I love organizing my digital (and real) life. To me, there are very few things as satisfying as neat lists, folders, and categories, that I can quickly parse in order to find what I want. While lots of apps offer a decent level of structure and customization on my phone, I still find myself looking at long lists of text-based items more often than I'd like, hoping I'd quickly spot the one I want before resorting to pulling up the search bar and typing it. A few months ago, it occurred to me that my phone has a free and built-in tool that could help me visually mark every item in a list: Emojis. It sounds both silly and obvious, doesn't it?

Why emojis?

Beyond the usual facial reactions and hearts, emojis are an excellent visual tool with dozens of benefits over regular text. Here is why:

  • Emojis are a universal language. You don't need to speak a specific language to understand what a small graphic of a strawberry or a guitar is.
  • There's an emoji for nearly everything. Are you making lists of places you'd like to visit in different countries? Use the flags. Are you sorting your music? Use the different instrument emojis. Do you need to organize your recipes? Go for the food emojis. I can go on.
  • You can combine multiple emojis. When the emoji you want doesn't exist, you can always insert two or more to better represent your item. For me, 🇪🇺 is for Europe, while 🇪🇺🎵 is for Eurovision, and 🇪🇺⚽ for the UEFA Euro. This is Paris 🗼, but this is Parisian bars 🗼🍹. You get the gist.
  • Emojis are available anywhere you can insert text. You don't need a special place or way to add them. Anywhere you can type text (think list titles or items), you can add an emoji before, after, or in lieu of the words.
  • Emojis are cross-platform. Just like text, the flag you add to your Greece list on Google Maps on Android will also be there when you check Maps on your Windows PC, Mac, Chromeboook, or iPhone. Newly-added Unicode emojis might not be supported by all platforms straight away, and some emojis might look a little different between two OSes, but those are small edge cases that don't matter much.
  • Colored shapes can be makeshift categories. If the app you're using doesn't let you assign custom colors to certain elements, you can always add your own (to a certain extent) by using the colored shape emojis. The nine different hearts, circles, and squares can really help you bring some order and visual distinction to any app.

How to organize any list with emojis

I first started using emojis in my Google Maps lists. For each country I've visited or would love to visit, the corresponding list now has both a text title and flag. Other more unique lists have emojis as well, such as 🇪🇸🤵👰 for my honeymoon in Spain. I carried the same logic for my Google Photos albums and Instagram bookmarks, so now everything is easily distinguished at a glance, even in long lists with no or with small thumbnails.

Left: Google Maps listsRight: Google Photos albums.
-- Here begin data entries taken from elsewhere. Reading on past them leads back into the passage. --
//! Request-issuing transports
//!
//! The client's whole contact with the network is "issue one POST, get back
//! a status and at most 64 KiB of body". That capability is the
//! [`RoundTripper`] trait, with three implementations chosen per
//! connection:
//!
//! - [`NativeRoundTripper`] — a shared, pooled HTTP client;
//! - [`HelperRoundTripper`] — delegates the request to an external browser
//!   helper over a local TCP socket;
//! - [`MimicRoundTripper`] — a per-connection client whose TLS ClientHello
//!   mimics a named browser profile.

pub mod helper;
pub mod mimic;
pub mod native;

pub use helper::HelperRoundTripper;
pub use mimic::MimicRoundTripper;
pub use native::NativeRoundTripper;

use std::time::Duration;

use async_trait::async_trait;
use bytes::Bytes;
use thiserror::Error;
use tracing::info;
use url::Url;

/// Try an HTTP round trip at most this many times.
pub const MAX_TRIES: u32 = 10;

/// Wait this long between retries.
pub const RETRY_DELAY: Duration = Duration::from_secs(30);

/// Transport errors
#[derive(Debug, Error)]
pub enum TransportError {
    #[error("IO error: {0}")]
    Io(#[from] std::io::Error),

    #[error("HTTP error: {0}")]
    Http(#[from] reqwest::Error),

    #[error("status code was {0}, not 200")]
    Status(u16),

    #[error("TLS configuration error: {0}")]
    Tls(String),

    #[error("helper error: {0}")]
    Helper(String),

    #[error("helper timeout")]
    HelperTimeout,

    #[error("unknown TLS fingerprint profile {0:?}")]
    UnknownProfile(String),

    #[error("invalid Host header value {0:?}")]
    InvalidHost(String),

    #[error("don't understand proxy URL scheme {0:?}")]
    UnsupportedProxyScheme(String),

    #[error("a proxy URL with a username or password can't be used with the helper")]
    ProxyCredentialsWithHelper,
}

/// One tunnelled request: everything needed to build the POST.
#[derive(Debug, Clone)]
pub struct TunnelRequest {
    /// The URL to request
    pub url: Url,
    /// Host header override; when set, the URL names the front and this
    /// names the covert origin
    pub host: Option<String>,
    /// Value for the `X-Session-Id` header
    pub session_id: String,
    /// Payload chunk; empty means a bare poll
    pub body: Bytes,
}

/// The interesting parts of a completed round trip.
#[derive(Debug)]
pub struct TunnelResponse {
    pub status: u16,
    /// Response body, already capped at [`crate::MAX_PAYLOAD_LENGTH`]
    pub body: Bytes,
}

/// A way to carry one POST to the server and bring back its response.
#[async_trait]
pub trait RoundTripper: Send + Sync {
    async fn round_trip(&self, request: &TunnelRequest) -> Result<TunnelResponse, TransportError>;
}

/// Do a round trip, trying at most `limit` times if there is an HTTP status
/// other than 200. In case all tries fail, returns the last error seen.
///
/// Only a completed round trip with a bad status is retried. A
/// transport-level error leaves the remote in an unknown state, and
/// retrying it could replay bytes the server already consumed, so it
/// returns immediately.
pub async fn round_trip_retries(
    rt: &dyn RoundTripper,
    request: &TunnelRequest,
    limit: u32,
) -> Result<TunnelResponse, TransportError> {
    let mut limit = limit;
    loop {
        limit = limit.saturating_sub(1);
        let response = rt.round_trip(request).await?;
        if response.status == 200 {
            return Ok(response);
        }
        let err = TransportError::Status(response.status);
        if limit == 0 {
            return Err(err);
        }
        info!(
            "{}; trying again after {} seconds ({})",
            err,
            RETRY_DELAY.as_secs(),
            limit
        );
        tokio::time::sleep(RETRY_DELAY).await;
    }
}

/// Check that a proxy URL works with the rest of the configuration.
///
/// Natively we hand the proxy to the HTTP client, which speaks http, https
/// and socks5. With the helper it is the browser that does the proxying:
/// http, socks5 and socks4a are accepted but credentials cannot be
/// forwarded.
pub fn check_proxy_url(url: &Url, with_helper: bool) -> Result<(), TransportError> {
    if !with_helper {
        match url.scheme() {
            "http" | "https" | "socks5" => Ok(()),
            other => Err(TransportError::UnsupportedProxyScheme(other.to_string())),
        }
    } else {
        match url.scheme() {
            "http" | "socks5" | "socks4a" => {}
            other => return Err(TransportError::UnsupportedProxyScheme(other.to_string())),
        }
        if !url.username().is_empty() || url.password().is_some() {
            return Err(TransportError::ProxyCredentialsWithHelper);
        }
        Ok(())
    }
}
My emoji craze then carried on to Spotify. I am not a huge fan of the app's design, but at least assigning emojis to my different folders and playlists helps me quickly find what I want. It works quite well if you like separating your music by genre or country/language like me, but feel free to try it out with other organization paradigms.
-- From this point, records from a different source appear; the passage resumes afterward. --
//! Pluggable-transport supervisor handshake
//!
//! A parent supervisor (tor, or a wrapper script) configures the transport
//! through `TOR_PT_*` environment variables and reads single-line reports
//! from stdout: the negotiated protocol version, one line per established
//! listener (`CMETHOD`/`SMETHOD`), error lines, and a `DONE` marker.
//!
//! Both binaries also seed the environment with defaults at startup, so
//! they run standalone without a supervisor.

use std::env;
use std::net::SocketAddr;
use std::path::PathBuf;

use tokio::io::AsyncReadExt;
use url::Url;

/// The transport method name announced to the supervisor.
pub const METHOD_NAME: &str = "meek";

/// Handshake errors
#[derive(Debug, thiserror::Error)]
pub enum PtError {
    #[error("no-version: supervisor offered no supported managed-transport version")]
    NoVersion,

    #[error("missing environment variable {0}")]
    MissingVar(&'static str),

    #[error("malformed {var}: {reason}")]
    MalformedVar { var: &'static str, reason: String },

    #[error("IO error: {0}")]
    Io(#[from] std::io::Error),
}

/// Client-side handshake result
#[derive(Debug, Clone)]
pub struct ClientInfo {
    /// Transport methods the supervisor asked for
    pub method_names: Vec<String>,
    /// Outbound proxy the supervisor wants all traffic to use
    pub proxy_url: Option<Url>,
}

/// One server listener requested by the supervisor
#[derive(Debug, Clone)]
pub struct Bindaddr {
    pub method_name: String,
    pub addr: SocketAddr,
}

/// Server-side handshake result
#[derive(Debug, Clone)]
pub struct ServerInfo {
    /// Listeners the supervisor asked for
    pub bindaddrs: Vec<Bindaddr>,
    /// Downstream target address (`TOR_PT_ORPORT`)
    pub or_addr: String,
}

/// Check the offered managed-transport version and report ours.
///
/// Must run before any other report line; on mismatch it emits
/// `VERSION-ERROR` and the caller exits nonzero.
fn negotiate_version() -> Result<(), PtError> {
    let offered = env::var("TOR_PT_MANAGED_TRANSPORT_VER").unwrap_or_default();
    if offered.split(',').any(|v| v == "1") {
        println!("VERSION 1");
        Ok(())
    } else {
        println!("VERSION-ERROR no-version");
        Err(PtError::NoVersion)
    }
}

/// Perform the client-side handshake: version exchange plus intake of the
/// requested methods and proxy.
pub fn client_setup() -> Result<ClientInfo, PtError> {
    negotiate_version()?;

    let transports =
        env::var("TOR_PT_CLIENT_TRANSPORTS").map_err(|_| PtError::MissingVar("TOR_PT_CLIENT_TRANSPORTS"))?;
    let method_names = transports.split(',').map(str::to_string).collect();

    let proxy_url = match env::var("TOR_PT_PROXY") {
        Ok(raw) => Some(Url::parse(&raw).map_err(|e| PtError::MalformedVar {
            var: "TOR_PT_PROXY",
            reason: e.to_string(),
        })?),
        Err(_) => None,
    };

    Ok(ClientInfo {
        method_names,
        proxy_url,
    })
}

/// Perform the server-side handshake: version exchange plus intake of the
/// requested bind addresses and the downstream target.
pub fn server_setup() -> Result<ServerInfo, PtError> {
    negotiate_version()?;

    let raw = env::var("TOR_PT_SERVER_BINDADDR")
        .map_err(|_| PtError::MissingVar("TOR_PT_SERVER_BINDADDR"))?;
    let mut bindaddrs = Vec::new();
    for entry in raw.split(',') {
        // Each entry is "<method>-<host:port>".
        let (method_name, addr) = entry.split_once('-').ok_or_else(|| PtError::MalformedVar {
            var: "TOR_PT_SERVER_BINDADDR",
            reason: format!("{:?} is not method-addr", entry),
        })?;
        let addr: SocketAddr = addr.parse().map_err(|_| PtError::MalformedVar {
            var: "TOR_PT_SERVER_BINDADDR",
            reason: format!("bad address {:?}", addr),
        })?;
        bindaddrs.push(Bindaddr {
            method_name: method_name.to_string(),
            addr,
        });
    }

    let or_addr = env::var("TOR_PT_ORPORT").map_err(|_| PtError::MissingVar("TOR_PT_ORPORT"))?;

    Ok(ServerInfo { bindaddrs, or_addr })
}

/// Report an established client listener.
pub fn cmethod(name: &str, addr: SocketAddr) {
    println!("CMETHOD {} socks5 {}", name, addr);
}

/// Report a client method that could not be established.
pub fn cmethod_error(name: &str, msg: &str) {
    println!("CMETHOD-ERROR {} {}", name, msg);
}

/// Mark the end of client method reports.
pub fn cmethods_done() {
    println!("CMETHODS DONE");
}

/// Report an established server listener.
pub fn smethod(name: &str, addr: SocketAddr) {
    println!("SMETHOD {} {}", name, addr);
}

/// Report a server method that could not be established.
pub fn smethod_error(name: &str, msg: &str) {
    println!("SMETHOD-ERROR {} {}", name, msg);
}

/// Mark the end of server method reports.
pub fn smethods_done() {
    println!("SMETHODS DONE");
}

/// Acknowledge the supervisor-provided proxy.
pub fn proxy_done() {
    println!("PROXY DONE");
}

/// Reject the supervisor-provided proxy.
pub fn proxy_error(msg: &str) {
    println!("PROXY-ERROR {}", msg);
}

/// Report a fatal environment problem.
pub fn env_error(msg: &str) {
    println!("ENV-ERROR {}", msg);
}

/// Resolve (and create) the supervisor-provided state directory.
pub fn make_state_dir() -> Result<PathBuf, PtError> {
    let dir = env::var("TOR_PT_STATE_LOCATION")
        .map_err(|_| PtError::MissingVar("TOR_PT_STATE_LOCATION"))?;
    let dir = PathBuf::from(dir);
    std::fs::create_dir_all(&dir)?;
    Ok(dir)
}

/// Whether the supervisor asked us to treat stdin EOF like SIGTERM.
pub fn exit_on_stdin_close() -> bool {
    env::var("TOR_PT_EXIT_ON_STDIN_CLOSE").as_deref() == Ok("1")
}

/// Consume stdin until EOF. Used to synthesize a shutdown signal when the
/// supervisor closes our stdin.
pub async fn await_stdin_eof() {
    let mut stdin = tokio::io::stdin();
    let mut buf = [0u8; 4096];
    loop {
        match stdin.read(&mut buf).await {
            Ok(0) | Err(_) => break,
            Ok(_) => {}
        }
    }
}

/// Block until the process should shut down: SIGTERM, Ctrl-C, or (when the
/// supervisor requested it) stdin EOF.
pub async fn wait_for_shutdown() {
    let stdin_eof = async {
        if exit_on_stdin_close() {
            await_stdin_eof().await;
        } else {
            std::future::pending::<()>().await;
        }
    };

    #[cfg(unix)]
    {
        use tokio::signal::unix::{signal, SignalKind};
        let mut sigterm = match signal(SignalKind::terminate()) {
            Ok(sigterm) => sigterm,
            Err(e) => {
                tracing::error!("cannot install SIGTERM handler: {}", e);
                return;
            }
        };
        tokio::select! {
            _ = sigterm.recv() => tracing::info!("got signal TERM"),
            _ = tokio::signal::ctrl_c() => tracing::info!("got signal INT"),
            _ = stdin_eof => tracing::info!("synthesizing SIGTERM because of stdin close"),
        }
    }

    #[cfg(not(unix))]
    {
        tokio::select! {
            _ = tokio::signal::ctrl_c() => tracing::info!("got interrupt"),
            _ = stdin_eof => tracing::info!("synthesizing shutdown because of stdin close"),
        }
    }
}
Spotify folders and playlists.

You could also follow my example and curate some excellent puppy and kitten content on Twitter into lists and pin them to your homescreen to cure your doomscrolling habit, and while you're at it, assign an emoji as their title to add a touch of fun to your Twitter feed.

Left: Twitter lists as pinned tabsRight: Instagram bookmark lists.

And if you have a recipe manager, I recommend adding emojis to your various list titles. After all, you have every emoji you need right there: 🍳🍗🍖🐟🍔🍝🥣🍱🥖🥗🧁🍰🍸...

Yummly recipe lists.

It's not all fun, travel, music, and food, though. Emojis can be very handy for bookmark, task, and calendar management too. If a picture is worth a thousand words, why not add a small graphical icon next to your different projects and to-dos to help visually identify them? Think of the precious milliseconds you can save every time you look for an item! #productivityguru

Left: Chrome bookmark foldersRight: Todoist project and task management.

Some calendar apps like Google Calendar allow you to assign special colors to each event, but if you don't want to bother with that or if your app doesn't offer color customization (looking at you, Microsoft Teams!), you can always add your own color-coded shape to help you spot different clients, assignments, classes, types of meetings, and more.

Above: Color-coded calendar events on mobile. Below: On the web.

Keep in mind, though, that emojis aren't compatible with voice commands, so don't go overboard adding them in places where you might need to invoke something by voice. For example, Google Assistant might have a problem associating your "play my Italian playlist" request with your "🇮🇹" playlist on Spotify. However, it should easily read your next "🎂 Birthday dinner" calendar event. So your mileage may vary according to the app and how you interact with it on Assistant.


I could go on and on describing all the different ways and apps in which using emojis can elevate the experience and help you distinguish items and spot the one you want at a glance, but these examples should be a good place to start figuring out your own use cases.